Exercise requirements ::
Please reproduce, exactly and in full, the lines from the one containing "to open shared" to the end of the material below.

Start of Block

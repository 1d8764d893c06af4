//! Custom error types for vcable.
//!
//! Explicit enum error types only. No `Box<dyn Error>`, no `anyhow::Result`.
//! Transient races inside the tick engine never show up here: they are
//! absorbed as zero-filled output for one period.

use std::path::PathBuf;

use thiserror::Error;

use crate::types::{EndpointIndex, SessionId};

/// Top-level error type for the resource-manager side.
#[derive(Debug, Error)]
pub enum CableError {
    // =========================================================================
    // Validation Errors - rejected before any allocation
    // =========================================================================
    #[error("Hard validation error: {0}")]
    HardValidation(#[from] HardValidationError),

    #[error("Configuration file not found: {path}")]
    ConfigNotFound { path: PathBuf },

    #[error("Configuration parse error: {message}")]
    ConfigParse { message: String },

    // =========================================================================
    // Resource Errors - no partial allocation performed
    // =========================================================================
    #[error("Insufficient resources: {0}")]
    Resource(#[from] ResourceError),

    // =========================================================================
    // Shared Memory Errors - fatal for the session that hit them
    // =========================================================================
    #[error("Shared memory error: {0}")]
    SharedMemory(#[from] SharedMemoryError),

    // =========================================================================
    // Endpoint Lifecycle Errors
    // =========================================================================
    #[error("Invalid state transition: {0}")]
    InvalidStateTransition(#[from] StateTransitionError),

    #[error("Endpoint not found: {0}")]
    EndpointNotFound(EndpointIndex),

    #[error("Endpoint {0} has no ring buffer allocated")]
    RingNotAllocated(EndpointIndex),

    #[error("Host rejected endpoint '{name}': {source}")]
    HostRejected {
        name: String,
        #[source]
        source: HostError,
    },

    // =========================================================================
    // Session Errors
    // =========================================================================
    #[error("Session not found: {0}")]
    SessionNotFound(SessionId),

    #[error("Session {0} is closed")]
    SessionClosed(SessionId),

    #[error("Buffer layout has not been configured for session {0}")]
    LayoutNotConfigured(SessionId),

    #[error("Buffer layout of session {session} is in use by {endpoints} endpoint ring(s)")]
    LayoutBusy { session: SessionId, endpoints: usize },

    #[error("Notification wait cancelled")]
    NotificationsCancelled,

    // =========================================================================
    // System Errors
    // =========================================================================
    #[error("IO error: {context} - {source}")]
    Io {
        context: &'static str,
        #[source]
        source: std::io::Error,
    },
}

/// Validation errors are reported synchronously and leave no state behind.
#[derive(Debug, Error)]
pub enum HardValidationError {
    #[error("Invalid field value: {field} = {value} - {reason}")]
    InvalidFieldValue {
        field: &'static str,
        value: String,
        reason: String,
    },

    #[error("Sample rate out of range: {rate} Hz (min: {min}, max: {max})")]
    SampleRateOutOfRange { rate: u32, min: u32, max: u32 },

    #[error("Unsupported sample depth: {bits} bits (supported: 8, 16, 24, 32)")]
    UnsupportedSampleDepth { bits: u32 },

    #[error("Channel count out of range: {channels} (min: 1, max: {max})")]
    ChannelCountOutOfRange { channels: u32, max: u32 },

    #[error("Buffer size out of range: {size} bytes (min: {min}, max: {max})")]
    BufferSizeOutOfRange { size: u64, min: u64, max: u64 },

    #[error("Frame size {frame_size} is not a whole number of {frame_bytes}-byte sample frames")]
    MisalignedFrameSize { frame_size: u32, frame_bytes: u32 },

    #[error("Duplicate endpoint name: {name}")]
    DuplicateEndpointName { name: String },

    #[error("Schema validation failed: {message}")]
    SchemaValidation { message: String },
}

/// Resource exhaustion. The failing operation performed no allocation.
#[derive(Debug, Error)]
pub enum ResourceError {
    #[error("Cell bitmap exhausted: need {requested} contiguous cells, {free} free of {total}")]
    CellsExhausted {
        requested: usize,
        free: usize,
        total: usize,
    },

    #[error("All {max} endpoint register slots are in use")]
    RegisterSlotsExhausted { max: usize },

    #[error("Region too small: {required} bytes required, {available} available")]
    RegionTooSmall { required: usize, available: usize },
}

/// Lifecycle transition errors for the endpoint state machine.
#[derive(Debug, Error)]
pub enum StateTransitionError {
    #[error("Cannot transition endpoint {index} from {from} to {to}")]
    InvalidTransition {
        index: EndpointIndex,
        from: &'static str,
        to: &'static str,
    },

    #[error("Endpoint {index} is in terminal state: {state}")]
    TerminalState {
        index: EndpointIndex,
        state: &'static str,
    },

    #[error("Endpoint {index} is {state}, operation requires Active")]
    NotActive {
        index: EndpointIndex,
        state: &'static str,
    },
}

/// Shared memory errors - critical failures with no fallback.
#[derive(Debug, Error)]
pub enum SharedMemoryError {
    #[error("Failed to create shared memory region: {name} - {reason}")]
    CreateFailed { name: String, reason: String },

    #[error("Failed to open shared memory region: {name} - {reason}")]
    OpenFailed { name: String, reason: String },

    #[error("Failed to map shared memory: {reason}")]
    MapFailed { reason: String },

    #[error("Region header checksum mismatch: expected {expected:#010x}, got {actual:#010x}")]
    ChecksumMismatch { expected: u32, actual: u32 },

    #[error("Invalid region header: {reason}")]
    InvalidHeader { reason: String },
}

/// Failure reported by the host plugin surface when confirming an endpoint.
#[derive(Debug, Clone, Error, PartialEq, Eq)]
pub enum HostError {
    #[error("device rejected by host validation: {reason}")]
    Validation { reason: String },

    #[error("host out of resources: {reason}")]
    Resources { reason: String },

    #[error("device name already registered: {name}")]
    NameConflict { name: String },

    #[error("host dropped the registration without completing it")]
    Abandoned,
}

/// Result type alias using CableError.
pub type CableResult<T> = Result<T, CableError>;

End of Block

Task result ::
    #[error("Failed to open shared memory region: {name} - {reason}")]
    OpenFailed { name: String, reason: String },

    #[error("Failed to map shared memory: {reason}")]
    MapFailed { reason: String },

    #[error("Region header checksum mismatch: expected {expected:#010x}, got {actual:#010x}")]
    ChecksumMismatch { expected: u32, actual: u32 },

    #[error("Invalid region header: {reason}")]
    InvalidHeader { reason: String },
}

/// Failure reported by the host plugin surface when confirming an endpoint.
#[derive(Debug, Clone, Error, PartialEq, Eq)]
pub enum HostError {
    #[error("device rejected by host validation: {reason}")]
    Validation { reason: String },

    #[error("host out of resources: {reason}")]
    Resources { reason: String },

    #[error("device name already registered: {name}")]
    NameConflict { name: String },

    #[error("host dropped the registration without completing it")]
    Abandoned,
}

/// Result type alias using CableError.
pub type CableResult<T> = Result<T, CableError>;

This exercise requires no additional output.